ART expert Antonio Garcia has produced a 60-page report that states the 16th century painting Lady in a Fur Wrap (above), usually displayed in Glasgow’s Pollok House, was not created by the artist El Greco.

Lady in a Fur Wrap, a painting long believed to be an early portrait by El Greco – the Spanish-based Greek artist Domenikos Theotokopoulos – painted in Toledo, Spain, has been declared a fake by Antonio Garcia in a 60-page report, according to Scotland’s Daily Record and other media outlets.  Garcia  was culture editor for Spain’s El Mundo newspaper for 20 years and spent two years investigating the painting.

The work is “part of the Glasgow Museums collection and is usually displayed at the city’s Pollok House,” but is currently “on loan to the Museo de Santa Cruz in the Spanish city of Toledo for an exhibition marking the 400th anniversary of the artist’s death.”

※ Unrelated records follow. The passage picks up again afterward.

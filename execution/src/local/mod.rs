// Copyright 2024 Build Core Contributors.
// Licensed under the Apache License, Version 2.0 (see LICENSE).

//! The local execution backend: implements the execution API against the
//! local storage and a process launcher.

mod action;
mod config;
mod response;

pub use action::LocalAction;
pub use config::LocalExecutionConfig;
pub use response::LocalResponse;

use std::collections::BTreeMap;
use std::path::{Path, PathBuf};
use std::sync::Arc;

use async_trait::async_trait;
use bytes::Bytes;
use common::{ObjectInfo, ObjectType};
use futures::future::BoxFuture;
use futures::FutureExt;
use hashing::{Digest, HashFunction};
use store::{Storage, TreeEntry};

use crate::api::{ExecutionAction, ExecutionApi, NamedArtifact};
use crate::blob::ArtifactBlob;
use crate::transfer::{self, write_to_fd};
use crate::tree_builder::build_tree_blobs;

#[derive(Clone)]
pub struct LocalApi {
    storage: Storage,
    config: Arc<LocalExecutionConfig>,
}

impl LocalApi {
    pub fn new(storage: Storage, config: LocalExecutionConfig) -> LocalApi {
        LocalApi {
            storage,
            config: Arc::new(config),
        }
    }

    pub fn storage(&self) -> &Storage {
        &self.storage
    }

    pub(crate) fn exec_config(&self) -> &LocalExecutionConfig {
        &self.config
    }

    /// Materialize one object at a path.
    fn materialize<'a>(
        &'a self,
        info: &'a ObjectInfo,
        path: &'a Path,
    ) -> BoxFuture<'a, Result<(), String>> {
        async move {
            if let Some(parent) = path.parent() {
                tokio::fs::create_dir_all(parent)
                    .await
                    .map_err(|e| format!("Failed to create {}: {e}", parent.display()))?;
            }
            match info.object_type {
                ObjectType::File | ObjectType::Executable => {
                    let executable = info.object_type.is_executable();
                    let src = self
                        .storage
                        .cas()
                        .blob_path(&info.digest, executable)
                        .await?
                        .ok_or_else(|| format!("Blob {} not found in CAS", info.digest.hash))?;
                    let _ = tokio::fs::remove_file(path).await;
                    tokio::fs::copy(&src, path)
                        .await
                        .map_err(|e| format!("Failed to copy to {}: {e}", path.display()))?;
                    #[cfg(unix)]
                    {
                        use std::os::unix::fs::PermissionsExt;
                        let mode = if executable { 0o755 } else { 0o644 };
                        tokio::fs::set_permissions(path, std::fs::Permissions::from_mode(mode))
                            .await
                            .map_err(|e| {
                                format!("Failed to set permissions on {}: {e}", path.display())
                            })?;
                    }
                    Ok(())
                }
                ObjectType::Symlink => {
                    let target = self
                        .storage
                        .cas()
                        .read_blob(&info.digest, false)
                        .await?
                        .ok_or_else(|| format!("Symlink blob {} not found", info.digest.hash))?;
                    let target = String::from_utf8(target)
                        .map_err(|_| "Symlink target is not UTF-8".to_owned())?;
                    let _ = tokio::fs::remove_file(path).await;
                    #[cfg(unix)]
                    tokio::fs::symlink(&target, path)
                        .await
                        .map_err(|e| format!("Failed to create symlink {}: {e}", path.display()))?;
                    Ok(())
                }
                ObjectType::Tree => {
                    tokio::fs::create_dir_all(path)
                        .await
                        .map_err(|e| format!("Failed to create {}: {e}", path.display()))?;
                    for entry in self.storage.cas().read_tree_entries(&info.digest).await? {
                        let child = ObjectInfo::new(entry.digest, entry.object_type);
                        self.materialize(&child, &path.join(&entry.name)).await?;
                    }
                    Ok(())
                }
            }
        }
        .boxed()
    }

    async fn object_bytes(&self, info: &ObjectInfo) -> Result<Bytes, String> {
        let bytes = if info.object_type.is_tree() {
            self.storage.cas().read_tree(&info.digest).await?
        } else {
            self.storage.cas().read_blob(&info.digest, false).await?
        };
        bytes
            .map(Bytes::from)
            .ok_or_else(|| format!("Object {} not found in CAS", info.digest.hash))
    }
}

#[async_trait]
impl ExecutionApi for LocalApi {
    fn hash_function(&self) -> HashFunction {
        self.storage.config().hash_function
    }

    fn create_action(
        &self,
        root_digest: Digest,
        command: Vec<String>,
        cwd: String,
        output_files: Vec<String>,
        output_dirs: Vec<String>,
        env: BTreeMap<String, String>,
        properties: BTreeMap<String, String>,
    ) -> Box<dyn ExecutionAction> {
        Box::new(LocalAction::new(
            self.clone(),
            root_digest,
            command,
            cwd,
            output_files,
            output_dirs,
            env,
            properties,
        ))
    }

    async fn is_available(&self, digest: &Digest) -> bool {
        let result = if digest.is_tree {
            self.storage.cas().has_tree(digest).await
        } else {
            self.storage.cas().has_blob(digest, false).await
        };
        result.unwrap_or(false)
    }

    async fn missing_digests(&self, digests: &[Digest]) -> Result<Vec<Digest>, String> {
        let mut missing = vec![];
        for digest in digests {
            if !self.is_available(digest).await {
                missing.push(*digest);
            }
        }
        Ok(missing)
    }

    async fn upload(
        &self,
        blobs: Vec<ArtifactBlob>,
        _skip_find_missing: bool,
    ) -> Result<(), String> {
        for blob in blobs {
            let stored = match (blob.digest().is_tree, blob.file_path()) {
                (true, _) => {
                    let bytes = blob.bytes().await?;
                    self.storage.cas().store_tree_bytes(&bytes).await?
                }
                (false, Some(path)) => {
                    self.storage
                        .cas()
                        .store_blob_file(path, blob.is_executable(), false)
                        .await?
                }
                (false, None) => {
                    let bytes = blob.bytes().await?;
                    self.storage
                        .cas()
                        .store_blob_bytes(&bytes, blob.is_executable())
                        .await?
                }
            };
            if stored.hash != blob.digest().hash {
                return Err(format!(
                    "Uploaded content hashes to {}, but {} was declared",
                    stored.hash,
                    blob.digest().hash,
                ));
            }
        }
        Ok(())
    }

    async fn upload_tree(&self, artifacts: &[NamedArtifact]) -> Result<Digest, String> {
        // Leaves must already be present: a stored tree implies its whole
        // closure is recoverable.
        let leaves: Vec<Digest> = artifacts
            .iter()
            .filter(|artifact| !artifact.info.object_type.is_tree())
            .map(|artifact| artifact.info.digest)
            .collect();
        let missing = self.missing_digests(&leaves).await?;
        if !missing.is_empty() {
            return Err(format!(
                "Cannot upload tree: {} referenced blobs are missing from the CAS",
                missing.len()
            ));
        }

        let (blobs, root_digest) = build_tree_blobs(self, artifacts).await?;
        self.upload(blobs, true).await?;
        Ok(root_digest)
    }

    async fn read_tree_entries(&self, digest: &Digest) -> Result<Vec<TreeEntry>, String> {
        self.storage.cas().read_tree_entries(digest).await
    }

    async fn retrieve_to_paths(
        &self,
        infos: &[ObjectInfo],
        paths: &[PathBuf],
    ) -> Result<(), String> {
        if infos.len() != paths.len() {
            return Err("Object and path counts differ".to_owned());
        }
        for (info, path) in infos.iter().zip(paths) {
            self.materialize(info, path).await?;
        }
        Ok(())
    }

    async fn retrieve_to_fds(
        &self,
        infos: &[ObjectInfo],
        fds: &[i32],
        raw_tree: bool,
    ) -> Result<(), String> {
        if infos.len() != fds.len() {
            return Err("Object and fd counts differ".to_owned());
        }
        for (info, fd) in infos.iter().zip(fds) {
            let bytes = if info.object_type.is_tree() && !raw_tree {
                render_tree_listing(self, info).await?
            } else {
                self.object_bytes(info).await?
            };
            write_to_fd(*fd, &bytes)?;
        }
        Ok(())
    }

    async fn retrieve_to_cas(
        &self,
        infos: &[ObjectInfo],
        other: &dyn ExecutionApi,
    ) -> Result<(), String> {
        transfer::retrieve_to_cas(self, infos, other).await
    }

    async fn retrieve_to_memory(&self, info: &ObjectInfo) -> Result<Bytes, String> {
        self.object_bytes(info).await
    }

    async fn split_blob(&self, digest: &Digest) -> Result<Vec<Digest>, String> {
        let result = if digest.is_tree {
            self.storage.cas().split_tree(digest).await
        } else {
            self.storage.cas().split_blob(digest).await
        };
        result.map_err(|e| e.to_string())
    }

    async fn splice_blob(&self, digest: &Digest, chunks: Vec<Digest>) -> Result<Digest, String> {
        let result = if digest.is_tree {
            self.storage.cas().splice_tree(digest, &chunks).await
        } else {
            self.storage.cas().splice_blob(digest, &chunks).await
        };
        result.map_err(|e| e.to_string())
    }

    async fn blob_split_support(&self) -> bool {
        true
    }

    async fn blob_splice_support(&self) -> bool {
        true
    }
}

/// Render a tree as a human-readable listing, one `path info` line per leaf.
async fn render_tree_listing(api: &LocalApi, info: &ObjectInfo) -> Result<Bytes, String> {
    fn walk<'a>(
        api: &'a LocalApi,
        digest: &'a Digest,
        prefix: String,
        out: &'a mut String,
    ) -> BoxFuture<'a, Result<(), String>> {
        async move {
            for entry in api.storage.cas().read_tree_entries(digest).await? {
                let path = if prefix.is_empty() {
                    entry.name.clone()
                } else {
                    format!("{prefix}/{}", entry.name)
                };
                let child = ObjectInfo::new(entry.digest, entry.object_type);
                out.push_str(&format!("{path} {child}\n"));
                if entry.object_type.is_tree() {
                    walk(api, &entry.digest, path, out).await?;
                }
            }
            Ok(())
        }
        .boxed()
    }

    let mut out = String::new();
    walk(api, &info.digest, String::new(), &mut out).await?;
    Ok(Bytes::from(out))
}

Garcia is very pointed in his criticism and “has accused Glasgow council chiefs of blocking scientific tests, which were requested a decade ago, to find out the truth.” According to the article, Garcia said: “Anyone – no matter how few of El Greco’s works they may have seen and without being in any way an art expert – can see that the colours used and the perfect facial features in the portrait of this enigmatic lady have nothing to do with the style of El Greco.”

By way of background:

The painting was bought by Sir William Stirling Maxwell for £1857 in 1853 and gifted to the city in 1966.

[…]

The painting was discovered in Paris 300 years after the death of El Greco …

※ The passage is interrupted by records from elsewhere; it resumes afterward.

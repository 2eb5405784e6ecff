// Copyright 2024 Build Core Contributors.
// Licensed under the Apache License, Version 2.0 (see LICENSE).

use std::path::Path;

use crate::{FileRoot, RepositoryConfig};

#[test]
fn filesystem_root_reads_files_and_exec_bits() {
    let dir = tempfile::TempDir::new().unwrap();
    std::fs::write(dir.path().join("plain"), b"content").unwrap();
    std::fs::write(dir.path().join("tool"), b"#!/bin/sh\n").unwrap();
    #[cfg(unix)]
    {
        use std::os::unix::fs::PermissionsExt;
        std::fs::set_permissions(
            dir.path().join("tool"),
            std::fs::Permissions::from_mode(0o755),
        )
        .unwrap();
    }

    let root = FileRoot::Filesystem(dir.path().to_owned());
    let plain = root.read_file(Path::new("plain")).unwrap();
    assert_eq!(plain.content, b"content");
    assert!(!plain.is_executable);

    #[cfg(unix)]
    {
        let tool = root.read_file(Path::new("tool")).unwrap();
        assert!(tool.is_executable);
    }

    assert!(root.read_file(Path::new("missing")).is_err());
}

#[test]
fn repository_config_maps_names_to_roots() {
    let dir = tempfile::TempDir::new().unwrap();
    let mut config = RepositoryConfig::new();
    assert!(config.root("main").is_none());
    config.add_root("main".to_owned(), FileRoot::Filesystem(dir.path().to_owned()));
    assert!(config.root("main").is_some());
}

Garcia said: “It was the first time this work had ever been seen.

“It had never been exhibited anywhere and had never been listed as part of any collection. It was a mysterious appearance that captured the people of Paris.

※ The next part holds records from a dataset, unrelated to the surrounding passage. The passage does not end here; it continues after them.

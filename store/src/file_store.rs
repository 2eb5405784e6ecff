// Copyright 2024 Build Core Contributors.
// Licensed under the Apache License, Version 2.0 (see LICENSE).

use std::io::Write;
use std::path::{Path, PathBuf};

/// What happens when two writers race on the same entry.
#[derive(Clone, Copy, Debug, Eq, PartialEq)]
pub enum StoreMode {
    /// First thread to stage the conflicting file wins. Used for CAS content,
    /// where every writer stages identical bytes.
    FirstWins,
    /// Last thread to stage the conflicting file wins, overwriting existing
    /// entries. Used only for cache entries, which may legitimately change.
    LastWins,
}

/// A sharded file store under a root directory: content identified by hex
/// string `h` lives at `root/h[0..2]/h[2..]`, the same sharding git uses.
///
/// All insertions are atomic: content is staged to a unique sibling temp file
/// and then linked or renamed into place, so readers never observe partial
/// writes and racing writers all report success.
#[derive(Clone, Debug)]
pub struct FileStore {
    root: PathBuf,
    mode: StoreMode,
    executable: bool,
}

impl FileStore {
    pub fn new<P: AsRef<Path>>(root: P, mode: StoreMode, executable: bool) -> FileStore {
        FileStore {
            root: root.as_ref().to_owned(),
            mode,
            executable,
        }
    }

    pub fn root(&self) -> &Path {
        &self.root
    }

    /// The storage path of the entry with the given hex id.
    pub fn entry_path(&self, id: &str) -> PathBuf {
        debug_assert!(id.len() > 2);
        self.root.join(&id[..2]).join(&id[2..])
    }

    pub fn has_entry(&self, id: &str) -> bool {
        self.entry_path(id).is_file()
    }

    /// Add an entry from a byte buffer. Returns Ok if the entry exists
    /// afterwards, regardless of which racing writer staged it.
    pub fn add_from_bytes(&self, id: &str, bytes: &[u8]) -> Result<(), String> {
        let entry = self.entry_path(id);
        if self.mode == StoreMode::FirstWins && entry.is_file() {
            return Ok(());
        }
        let parent = self.create_parent(&entry)?;

        let mut temp = tempfile::Builder::new()
            .suffix(".tmp")
            .tempfile_in(parent)
            .map_err(|e| format!("Failed to create temp file below {}: {e}", parent.display()))?;
        temp.write_all(bytes)
            .map_err(|e| format!("Failed to write {}: {e}", entry.display()))?;
        // Flush and close before the entry becomes visible: stored
        // executables must never be reachable through a still-open writable
        // descriptor that a spawned action could inherit.
        temp.as_file()
            .sync_all()
            .map_err(|e| format!("Failed to sync {}: {e}", entry.display()))?;
        self.set_entry_permissions(temp.path())?;
        let (file, temp_path) = temp
            .keep()
            .map_err(|e| format!("Failed to keep temp file: {e}"))?;
        drop(file);
        self.stage(&temp_path, &entry)
    }

    /// Add an entry from a source file, by hardlink where the caller owns the
    /// source (e.g. a file generated in an execution directory), else by copy
    /// plus atomic rename.
    pub fn add_from_file(&self, id: &str, src: &Path, is_owner: bool) -> Result<(), String> {
        let entry = self.entry_path(id);
        if self.mode == StoreMode::FirstWins && entry.is_file() {
            return Ok(());
        }
        let parent = self.create_parent(&entry)?;

        if is_owner && self.mode == StoreMode::FirstWins {
            // Entry does not exist and we own the source: link it directly,
            // or accept that a racing writer staged it by now.
            match std::fs::hard_link(src, &entry) {
                Ok(()) => {
                    self.set_entry_permissions(&entry)?;
                    return Ok(());
                }
                Err(e) if e.kind() == std::io::ErrorKind::AlreadyExists => return Ok(()),
                Err(e) => {
                    log::debug!(
                        "Hardlink {} -> {} failed ({e}), falling back to copy",
                        src.display(),
                        entry.display(),
                    );
                }
            }
            if entry.is_file() {
                return Ok(());
            }
        }

        let mut temp = tempfile::Builder::new()
            .suffix(".tmp")
            .tempfile_in(parent)
            .map_err(|e| format!("Failed to create temp file below {}: {e}", parent.display()))?;
        let mut reader = std::fs::File::open(src)
            .map_err(|e| format!("Failed to open {}: {e}", src.display()))?;
        std::io::copy(&mut reader, temp.as_file_mut())
            .map_err(|e| format!("Failed to copy {} into store: {e}", src.display()))?;
        temp.as_file()
            .sync_all()
            .map_err(|e| format!("Failed to sync {}: {e}", entry.display()))?;
        self.set_entry_permissions(temp.path())?;
        let (file, temp_path) = temp
            .keep()
            .map_err(|e| format!("Failed to keep temp file: {e}"))?;
        drop(file);
        self.stage(&temp_path, &entry)
    }

    /// Remove an entry, reporting whether it existed.
    pub fn remove(&self, id: &str) -> Result<bool, String> {
        match std::fs::remove_file(self.entry_path(id)) {
            Ok(()) => Ok(true),
            Err(e) if e.kind() == std::io::ErrorKind::NotFound => Ok(false),
            Err(e) => Err(format!("Failed to remove entry {id}: {e}")),
        }
    }

    fn create_parent<'a>(&self, entry: &'a Path) -> Result<&'a Path, String> {
        let parent = entry.parent().expect("sharded entries have parents");
        std::fs::create_dir_all(parent)
            .map_err(|e| format!("Failed to create {}: {e}", parent.display()))?;
        Ok(parent)
    }

    fn set_entry_permissions(&self, path: &Path) -> Result<(), String> {
        #[cfg(unix)]
        {
            use std::os::unix::fs::PermissionsExt;
            let mode = if self.executable { 0o555 } else { 0o444 };
            std::fs::set_permissions(path, std::fs::Permissions::from_mode(mode))
                .map_err(|e| format!("Failed to set permissions on {}: {e}", path.display()))?;
        }
        Ok(())
    }

    /// Move the staged temp file into place per the store mode.
    fn stage(&self, src: &Path, dst: &Path) -> Result<(), String> {
        match self.mode {
            StoreMode::FirstWins => {
                // link(2) never clobbers, unlike rename(2): the first
                // completed link wins and everyone else sees EEXIST.
                let result = match std::fs::hard_link(src, dst) {
                    Ok(()) => Ok(()),
                    Err(e) if e.kind() == std::io::ErrorKind::AlreadyExists => Ok(()),
                    Err(e) => Err(format!(
                        "Failed to stage entry {}: {e}",
                        dst.display()
                    )),
                };
                let _ = std::fs::remove_file(src);
                result
            }
            StoreMode::LastWins => std::fs::rename(src, dst)
                .map_err(|e| format!("Failed to stage entry {}: {e}", dst.display())),
        }
    }
}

“At that time, there were probably five or six artists in Spain who could have painted it but none of them were famous.

“I am not in a position to say that whoever painted this work was involved in any deceit. He may well have acted in good faith.”

In a rebuttal:

A spokesman for Glasgow City Council culture body Glasgow Life said: “Within the art world, there are many debates between scholars and academics over the provenance of works and we welcome this contribution as part of that debate.”

Professor Fernando Marias, curator of the current exhibition in Toldeo said,  “This could be a restoration and to a certain extent was possibly changed. More a restorer than a faker, but that’s speculation.” He added, “What I can say is that we are having this painting at the Toledo exhibition and we are accepting it as an El Greco.”

Garcia says event though the portrait is not by El Greco, it’s an excellent painting: “Whoever painted it, the Lady in a Fur Wrap is a great work of art and that’s the first thing that should matter, not who signed the picture or its economic value.”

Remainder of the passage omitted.